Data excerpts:
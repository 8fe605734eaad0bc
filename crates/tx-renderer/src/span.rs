//! Phrase modifiers (`*strong*`, `_em_`, `-del-`, ...) and text escaping.
//!
//! Runs after atomic tokens have been replaced by placeholder characters, so
//! markers inside links, code, and URLs are out of reach here.

use std::fmt::Write;

use crate::modifiers::Modifiers;
use crate::sanitize::entity_len;

/// Markers and the element each produces. Double markers come first.
const SPANS: &[(&str, &str)] = &[
    ("**", "b"),
    ("__", "i"),
    ("??", "cite"),
    ("*", "strong"),
    ("_", "em"),
    ("-", "del"),
    ("+", "ins"),
    ("^", "sup"),
    ("~", "sub"),
    ("%", "span"),
];

/// Format phrase modifiers and escape the remaining text.
pub(crate) fn format_spans(text: &str) -> String {
    let chars: Vec<char> = text.chars().collect();
    let mut out = String::with_capacity(text.len());
    render(&chars, &mut out);
    out
}

/// Escape text the way unformatted runs are escaped.
pub(crate) fn escape_text(text: &str) -> String {
    let chars: Vec<char> = text.chars().collect();
    let mut out = String::with_capacity(text.len());
    let mut i = 0;
    while i < chars.len() {
        i += push_escaped(&chars, i, &mut out);
    }
    out
}

struct SpanMatch<'a> {
    tag: &'static str,
    modifiers: Modifiers,
    content: &'a [char],
    end: usize,
}

fn render(chars: &[char], out: &mut String) {
    let mut i = 0;
    while i < chars.len() {
        if let Some(span) = match_span(chars, i) {
            let _ = write!(out, "<{}{}>", span.tag, span.modifiers.to_attrs());
            render(span.content, out);
            let _ = write!(out, "</{}>", span.tag);
            i = span.end;
            continue;
        }
        i += push_escaped(chars, i, out);
    }
}

/// Escape the character at `i`, returning how many characters were consumed.
fn push_escaped(chars: &[char], i: usize, out: &mut String) -> usize {
    match chars[i] {
        '<' => out.push_str("&lt;"),
        '>' => out.push_str("&gt;"),
        '\n' => out.push_str("<br />"),
        '&' => {
            let lookahead: String = chars[i..chars.len().min(i + 12)].iter().collect();
            match entity_len(&lookahead) {
                Some(len) => {
                    out.push_str(&lookahead[..len]);
                    return len;
                }
                None => out.push_str("&amp;"),
            }
        }
        c => out.push(c),
    }
    1
}

fn match_span(chars: &[char], i: usize) -> Option<SpanMatch<'_>> {
    if i > 0 && chars[i - 1].is_alphanumeric() {
        return None;
    }
    for &(marker, tag) in SPANS {
        let marker: Vec<char> = marker.chars().collect();
        if !chars[i..].starts_with(&marker) {
            continue;
        }
        let open_end = i + marker.len();
        let Some(&first) = chars.get(open_end) else {
            continue;
        };
        if first.is_whitespace() || (marker.len() == 1 && first == marker[0]) {
            continue;
        }
        let Some(close) = find_closer(chars, open_end, &marker) else {
            continue;
        };
        let content = &chars[open_end..close];
        let (modifiers, content) = split_modifiers(content);
        return Some(SpanMatch {
            tag,
            modifiers,
            content,
            end: close + marker.len(),
        });
    }
    None
}

fn find_closer(chars: &[char], from: usize, marker: &[char]) -> Option<usize> {
    let mut j = from + 1;
    while j < chars.len() {
        if chars[j] == '\n' {
            return None;
        }
        if chars[j..].starts_with(marker) {
            let before = chars[j - 1];
            let after = chars.get(j + marker.len()).copied();
            let single = marker.len() == 1;
            let closes = !before.is_whitespace()
                && after.is_none_or(|c| !c.is_alphanumeric())
                && !(single && (after == Some(marker[0]) || before == marker[0]));
            if closes {
                return Some(j);
            }
        }
        j += 1;
    }
    None
}

/// Split leading `(class)`/`{style}`/`[lang]` modifiers off span content.
///
/// Modifiers are only taken when some content remains after them.
fn split_modifiers(content: &[char]) -> (Modifiers, &[char]) {
    if !matches!(content.first(), Some('(' | '{' | '[')) {
        return (Modifiers::default(), content);
    }
    let text: String = content.iter().collect();
    let (modifiers, len) = Modifiers::parse(&text, false);
    let consumed = text[..len].chars().count();
    if len == 0 || consumed >= content.len() {
        return (Modifiers::default(), content);
    }
    (modifiers, &content[consumed..])
}

#[cfg(test)]
mod tests {
    use pretty_assertions::assert_eq;

    use super::*;

    #[test]
    fn test_simple_spans() {
        assert_eq!(format_spans("*strong*"), "<strong>strong</strong>");
        assert_eq!(format_spans("**b** and __i__"), "<b>b</b> and <i>i</i>");
        assert_eq!(format_spans("_em_ -del- +ins+"), "<em>em</em> <del>del</del> <ins>ins</ins>");
        assert_eq!(format_spans("^sup^ ~sub~ ??cite??"), "<sup>sup</sup> <sub>sub</sub> <cite>cite</cite>");
    }

    #[test]
    fn test_nested_spans() {
        assert_eq!(
            format_spans("*_+bold italic underline+_*"),
            "<strong><em><ins>bold italic underline</ins></em></strong>"
        );
    }

    #[test]
    fn test_span_with_style() {
        assert_eq!(
            format_spans("%{color:red}red text%"),
            "<span style=\"color:red;\">red text</span>"
        );
        assert_eq!(
            format_spans("*(note)important*"),
            "<strong class=\"note\">important</strong>"
        );
        assert_eq!(format_spans("*(note)*"), "<strong>(note)</strong>");
    }

    #[test]
    fn test_markers_inside_words_are_text() {
        assert_eq!(format_spans("snake_case_name"), "snake_case_name");
        assert_eq!(format_spans("2*3*4"), "2*3*4");
        assert_eq!(format_spans("a - b - c"), "a - b - c");
        assert_eq!(format_spans("well-known-thing"), "well-known-thing");
    }

    #[test]
    fn test_hyphen_runs_are_not_strike() {
        assert_eq!(format_spans("a --- b"), "a --- b");
        assert_eq!(format_spans("---"), "---");
    }

    #[test]
    fn test_span_does_not_cross_lines() {
        assert_eq!(format_spans("*open\nclose*"), "*open<br />close*");
    }

    #[test]
    fn test_escaping() {
        assert_eq!(
            escape_text("<b>\"x\" & &amp; &#39;</b>"),
            "&lt;b&gt;\"x\" &amp; &amp; &#39;&lt;/b&gt;"
        );
        assert_eq!(format_spans("<script>*x*</script>"), "&lt;script&gt;<strong>x</strong>&lt;/script&gt;");
    }
}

- To do: Give back each entry above precisely as it was written.

- Answer to this exercise:
repository 8fe605734eaad0bc
filename crates/tx-renderer/src/span.rs
//! Phrase modifiers (`*strong*`, `_em_`, `-del-`, ...) and text escaping.
//!
//! Runs after atomic tokens have been replaced by placeholder characters, so
//! markers inside links, code, and URLs are out of reach here.

use std::fmt::Write;

use crate::modifiers::Modifiers;
use crate::sanitize::entity_len;

/// Markers and the element each produces. Double markers come first.
const SPANS: &[(&str, &str)] = &[
    ("**", "b"),
    ("__", "i"),
    ("??", "cite"),
    ("*", "strong"),
    ("_", "em"),
    ("-", "del"),
    ("+", "ins"),
    ("^", "sup"),
    ("~", "sub"),
    ("%", "span"),
];

/// Format phrase modifiers and escape the remaining text.
pub(crate) fn format_spans(text: &str) -> String {
    let chars: Vec<char> = text.chars().collect();
    let mut out = String::with_capacity(text.len());
    render(&chars, &mut out);
    out
}

/// Escape text the way unformatted runs are escaped.
pub(crate) fn escape_text(text: &str) -> String {
    let chars: Vec<char> = text.chars().collect();
    let mut out = String::with_capacity(text.len());
    let mut i = 0;
    while i < chars.len() {
        i += push_escaped(&chars, i, &mut out);
    }
    out
}

struct SpanMatch<'a> {
    tag: &'static str,
    modifiers: Modifiers,
    content: &'a [char],
    end: usize,
}

fn render(chars: &[char], out: &mut String) {
    let mut i = 0;
    while i < chars.len() {
        if let Some(span) = match_span(chars, i) {
            let _ = write!(out, "<{}{}>", span.tag, span.modifiers.to_attrs());
            render(span.content, out);
            let _ = write!(out, "</{}>", span.tag);
            i = span.end;
            continue;
        }
        i += push_escaped(chars, i, out);
    }
}

/// Escape the character at `i`, returning how many characters were consumed.
fn push_escaped(chars: &[char], i: usize, out: &mut String) -> usize {
    match chars[i] {
        '<' => out.push_str("&lt;"),
        '>' => out.push_str("&gt;"),
        '\n' => out.push_str("<br />"),
        '&' => {
            let lookahead: String = chars[i..chars.len().min(i + 12)].iter().collect();
            match entity_len(&lookahead) {
                Some(len) => {
                    out.push_str(&lookahead[..len]);
                    return len;
                }
                None => out.push_str("&amp;"),
            }
        }
        c => out.push(c),
    }
    1
}

fn match_span(chars: &[char], i: usize) -> Option<SpanMatch<'_>> {
    if i > 0 && chars[i - 1].is_alphanumeric() {
        return None;
    }
    for &(marker, tag) in SPANS {
        let marker: Vec<char> = marker.chars().collect();
        if !chars[i..].starts_with(&marker) {
            continue;
        }
        let open_end = i + marker.len();
        let Some(&first) = chars.get(open_end) else {
            continue;
        };
        if first.is_whitespace() || (marker.len() == 1 && first == marker[0]) {
            continue;
        }
        let Some(close) = find_closer(chars, open_end, &marker) else {
            continue;
        };
        let content = &chars[open_end..close];
        let (modifiers, content) = split_modifiers(content);
        return Some(SpanMatch {
            tag,
            modifiers,
            content,
            end: close + marker.len(),
        });
    }
    None
}

fn find_closer(chars: &[char], from: usize, marker: &[char]) -> Option<usize> {
    let mut j = from + 1;
    while j < chars.len() {
        if chars[j] == '\n' {
            return None;
        }
        if chars[j..].starts_with(marker) {
            let before = chars[j - 1];
            let after = chars.get(j + marker.len()).copied();
            let single = marker.len() == 1;
            let closes = !before.is_whitespace()
                && after.is_none_or(|c| !c.is_alphanumeric())
                && !(single && (after == Some(marker[0]) || before == marker[0]));
            if closes {
                return Some(j);
            }
        }
        j += 1;
    }
    None
}

/// Split leading `(class)`/`{style}`/`[lang]` modifiers off span content.
///
/// Modifiers are only taken when some content remains after them.
fn split_modifiers(content: &[char]) -> (Modifiers, &[char]) {
    if !matches!(content.first(), Some('(' | '{' | '[')) {
        return (Modifiers::default(), content);
    }
    let text: String = content.iter().collect();
    let (modifiers, len) = Modifiers::parse(&text, false);
    let consumed = text[..len].chars().count();
    if len == 0 || consumed >= content.len() {
        return (Modifiers::default(), content);
    }
    (modifiers, &content[consumed..])
}

#[cfg(test)]
mod tests {
    use pretty_assertions::assert_eq;

    use super::*;

    #[test]
    fn test_simple_spans() {
        assert_eq!(format_spans("*strong*"), "<strong>strong</strong>");
        assert_eq!(format_spans("**b** and __i__"), "<b>b</b> and <i>i</i>");
        assert_eq!(format_spans("_em_ -del- +ins+"), "<em>em</em> <del>del</del> <ins>ins</ins>");
        assert_eq!(format_spans("^sup^ ~sub~ ??cite??"), "<sup>sup</sup> <sub>sub</sub> <cite>cite</cite>");
    }

    #[test]
    fn test_nested_spans() {
        assert_eq!(
            format_spans("*_+bold italic underline+_*"),
            "<strong><em><ins>bold italic underline</ins></em></strong>"
        );
    }

    #[test]
    fn test_span_with_style() {
        assert_eq!(
            format_spans("%{color:red}red text%"),
            "<span style=\"color:red;\">red text</span>"
        );
        assert_eq!(
            format_spans("*(note)important*"),
            "<strong class=\"note\">important</strong>"
        );
        assert_eq!(format_spans("*(note)*"), "<strong>(note)</strong>");
    }

    #[test]
    fn test_markers_inside_words_are_text() {
        assert_eq!(format_spans("snake_case_name"), "snake_case_name");
        assert_eq!(format_spans("2*3*4"), "2*3*4");
        assert_eq!(format_spans("a - b - c"), "a - b - c");
        assert_eq!(format_spans("well-known-thing"), "well-known-thing");
    }

    #[test]
    fn test_hyphen_runs_are_not_strike() {
        assert_eq!(format_spans("a --- b"), "a --- b");
        assert_eq!(format_spans("---"), "---");
    }

    #[test]
    fn test_span_does_not_cross_lines() {
        assert_eq!(format_spans("*open\nclose*"), "*open<br />close*");
    }

    #[test]
    fn test_escaping() {
        assert_eq!(
            escape_text("<b>\"x\" & &amp; &#39;</b>"),
            "&lt;b&gt;\"x\" &amp; &amp; &#39;&lt;/b&gt;"
        );
        assert_eq!(format_spans("<script>*x*</script>"), "&lt;script&gt;<strong>x</strong>&lt;/script&gt;");
    }
}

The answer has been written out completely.